- _REQUIREMENT_: In the entries below, find the line with "pub fn is_internal_only(self)" and the line with "wire — spec §6.". Reproduce those two lines and every line between them exactly, and nothing more.

Stored data entries:
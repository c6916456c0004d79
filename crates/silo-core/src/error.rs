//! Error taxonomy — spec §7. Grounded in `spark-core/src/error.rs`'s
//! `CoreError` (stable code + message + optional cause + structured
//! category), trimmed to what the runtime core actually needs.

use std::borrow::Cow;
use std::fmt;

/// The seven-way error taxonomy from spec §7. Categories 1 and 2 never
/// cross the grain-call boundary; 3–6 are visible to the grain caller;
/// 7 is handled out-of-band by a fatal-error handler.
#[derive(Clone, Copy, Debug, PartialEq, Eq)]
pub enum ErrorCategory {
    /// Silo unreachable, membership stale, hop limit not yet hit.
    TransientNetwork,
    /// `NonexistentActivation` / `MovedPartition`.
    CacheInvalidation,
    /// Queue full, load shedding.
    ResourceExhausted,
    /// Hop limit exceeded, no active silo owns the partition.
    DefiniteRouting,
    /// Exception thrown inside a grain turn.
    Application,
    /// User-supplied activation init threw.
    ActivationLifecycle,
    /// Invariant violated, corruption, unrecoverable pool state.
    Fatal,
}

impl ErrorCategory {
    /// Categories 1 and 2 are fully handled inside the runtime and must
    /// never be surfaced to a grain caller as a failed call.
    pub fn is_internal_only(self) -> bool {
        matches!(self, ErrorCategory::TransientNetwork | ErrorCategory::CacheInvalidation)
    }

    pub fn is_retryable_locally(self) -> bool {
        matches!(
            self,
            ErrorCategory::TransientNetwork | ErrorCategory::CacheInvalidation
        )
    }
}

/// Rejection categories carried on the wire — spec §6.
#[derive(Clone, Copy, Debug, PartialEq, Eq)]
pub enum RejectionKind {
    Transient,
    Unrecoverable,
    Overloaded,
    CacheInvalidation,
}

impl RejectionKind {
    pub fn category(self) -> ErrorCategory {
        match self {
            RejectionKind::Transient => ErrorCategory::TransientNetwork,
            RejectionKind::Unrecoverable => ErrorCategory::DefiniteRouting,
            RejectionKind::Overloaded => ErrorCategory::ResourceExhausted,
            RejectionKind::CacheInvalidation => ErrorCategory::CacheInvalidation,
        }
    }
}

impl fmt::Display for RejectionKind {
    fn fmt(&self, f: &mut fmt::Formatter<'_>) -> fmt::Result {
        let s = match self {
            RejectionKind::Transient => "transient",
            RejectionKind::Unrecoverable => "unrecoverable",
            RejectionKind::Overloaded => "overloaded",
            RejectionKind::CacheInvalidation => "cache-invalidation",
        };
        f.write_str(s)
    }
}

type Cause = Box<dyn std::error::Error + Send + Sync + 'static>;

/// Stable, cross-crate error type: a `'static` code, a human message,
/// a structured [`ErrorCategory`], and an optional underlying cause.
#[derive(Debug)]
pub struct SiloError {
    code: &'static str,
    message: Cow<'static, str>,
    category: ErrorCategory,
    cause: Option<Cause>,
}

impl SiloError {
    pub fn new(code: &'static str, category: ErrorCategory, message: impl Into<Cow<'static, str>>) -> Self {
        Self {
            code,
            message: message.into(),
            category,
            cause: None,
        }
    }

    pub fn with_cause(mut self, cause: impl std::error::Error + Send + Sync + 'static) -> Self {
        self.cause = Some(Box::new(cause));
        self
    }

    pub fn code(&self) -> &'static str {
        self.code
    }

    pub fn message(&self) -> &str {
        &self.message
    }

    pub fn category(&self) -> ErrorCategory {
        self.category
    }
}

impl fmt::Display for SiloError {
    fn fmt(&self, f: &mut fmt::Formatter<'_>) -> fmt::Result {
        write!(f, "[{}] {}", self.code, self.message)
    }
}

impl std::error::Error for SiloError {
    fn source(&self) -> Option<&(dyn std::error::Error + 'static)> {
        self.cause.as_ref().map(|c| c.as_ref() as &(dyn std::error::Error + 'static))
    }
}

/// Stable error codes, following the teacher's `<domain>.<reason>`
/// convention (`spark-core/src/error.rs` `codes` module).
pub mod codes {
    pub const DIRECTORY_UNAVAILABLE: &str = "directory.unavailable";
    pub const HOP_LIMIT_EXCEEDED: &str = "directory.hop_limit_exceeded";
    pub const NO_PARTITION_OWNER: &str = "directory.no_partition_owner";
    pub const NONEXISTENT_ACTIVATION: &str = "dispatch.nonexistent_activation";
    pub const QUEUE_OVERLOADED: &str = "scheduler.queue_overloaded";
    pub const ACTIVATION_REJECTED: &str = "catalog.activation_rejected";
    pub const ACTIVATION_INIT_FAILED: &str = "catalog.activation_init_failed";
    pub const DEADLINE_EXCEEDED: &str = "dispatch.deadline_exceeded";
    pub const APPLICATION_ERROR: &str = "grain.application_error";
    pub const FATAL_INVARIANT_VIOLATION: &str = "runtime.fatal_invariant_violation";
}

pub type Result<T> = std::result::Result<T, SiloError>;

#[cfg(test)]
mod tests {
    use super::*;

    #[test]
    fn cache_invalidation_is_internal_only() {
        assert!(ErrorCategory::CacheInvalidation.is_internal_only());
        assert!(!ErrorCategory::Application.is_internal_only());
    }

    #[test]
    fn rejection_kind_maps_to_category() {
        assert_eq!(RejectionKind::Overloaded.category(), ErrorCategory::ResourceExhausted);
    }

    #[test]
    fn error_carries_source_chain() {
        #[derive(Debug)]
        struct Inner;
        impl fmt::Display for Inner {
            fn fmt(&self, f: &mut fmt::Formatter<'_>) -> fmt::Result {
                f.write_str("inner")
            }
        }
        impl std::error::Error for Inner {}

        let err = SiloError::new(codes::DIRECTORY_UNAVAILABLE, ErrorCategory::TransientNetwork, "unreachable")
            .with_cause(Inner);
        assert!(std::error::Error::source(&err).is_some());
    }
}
==
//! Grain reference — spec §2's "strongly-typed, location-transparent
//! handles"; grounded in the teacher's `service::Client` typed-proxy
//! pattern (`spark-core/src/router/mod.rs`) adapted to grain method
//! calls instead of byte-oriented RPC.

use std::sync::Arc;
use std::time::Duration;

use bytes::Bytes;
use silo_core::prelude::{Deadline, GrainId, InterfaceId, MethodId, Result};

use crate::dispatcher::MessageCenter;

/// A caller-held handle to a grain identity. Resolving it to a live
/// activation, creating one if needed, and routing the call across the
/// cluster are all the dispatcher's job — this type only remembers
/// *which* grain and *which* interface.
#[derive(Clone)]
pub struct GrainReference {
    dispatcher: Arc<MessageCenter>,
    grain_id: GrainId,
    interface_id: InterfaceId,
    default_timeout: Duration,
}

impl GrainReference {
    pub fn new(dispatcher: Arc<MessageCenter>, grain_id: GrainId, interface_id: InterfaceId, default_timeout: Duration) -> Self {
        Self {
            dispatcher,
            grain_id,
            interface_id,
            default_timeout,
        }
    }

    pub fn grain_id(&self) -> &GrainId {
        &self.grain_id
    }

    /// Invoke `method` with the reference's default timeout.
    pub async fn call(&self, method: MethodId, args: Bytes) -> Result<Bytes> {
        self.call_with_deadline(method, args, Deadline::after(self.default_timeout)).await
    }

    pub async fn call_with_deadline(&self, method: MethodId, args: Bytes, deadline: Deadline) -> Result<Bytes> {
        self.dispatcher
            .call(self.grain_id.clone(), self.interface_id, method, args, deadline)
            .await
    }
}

- _SOLVED EXERCISE_:
    pub fn is_internal_only(self) -> bool {
        matches!(self, ErrorCategory::TransientNetwork | ErrorCategory::CacheInvalidation)
    }

    pub fn is_retryable_locally(self) -> bool {
        matches!(
            self,
            ErrorCategory::TransientNetwork | ErrorCategory::CacheInvalidation
        )
    }
}

/// Rejection categories carried on the wire — spec §6.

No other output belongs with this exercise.